● WORK REQUEST
Below are entries to examine: work out how many lines contain the word "sequence", and give only that number.

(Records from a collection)
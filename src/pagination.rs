use crate::models::RepositorySummary;

/// Number of repository cards rendered per "load more".
pub const PAGE_SIZE: usize = 6;

/// Repositories of the current user and how many of them have been rendered.
///
/// A new state is built for every successful repository fetch; the previous
/// user's list is dropped, never merged.
#[derive(Debug, Default, Clone)]
pub struct PaginationState {
    repos: Vec<RepositorySummary>,
    cursor: usize,
}

/// One batch handed to the repository renderer.
#[derive(Debug, PartialEq, Eq)]
pub struct Page<'a> {
    pub items: &'a [RepositorySummary],
    /// First page of the sequence: the rendered list is replaced, not extended.
    pub replace: bool,
    /// Whether the "load more" control stays visible after this page.
    pub has_more: bool,
}

impl PaginationState {
    pub fn new(repos: Vec<RepositorySummary>) -> Self {
        Self { repos, cursor: 0 }
    }

    pub fn len(&self) -> usize {
        self.repos.len()
    }

    pub fn is_empty(&self) -> bool {
        self.repos.is_empty()
    }

    /// Number of repositories rendered so far.
    pub fn cursor(&self) -> usize {
        self.cursor.min(self.repos.len())
    }

    /// Take the next slice of at most [`PAGE_SIZE`] repositories and advance
    /// the cursor by a page. The first call always replaces the rendered list,
    /// even when the sequence is empty. Once the sequence is exhausted this
    /// returns an empty, non-replacing page and leaves the cursor alone.
    pub fn next_page(&mut self) -> Page<'_> {
        let len = self.repos.len();
        let start = self.cursor;
        let replace = start == 0;
        if replace || start < len {
            self.cursor = start + PAGE_SIZE;
        }

        Page {
            items: &self.repos[start.min(len)..(start + PAGE_SIZE).min(len)],
            replace,
            has_more: self.cursor < len,
        }
    }
}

● EXPECTED ANSWER
2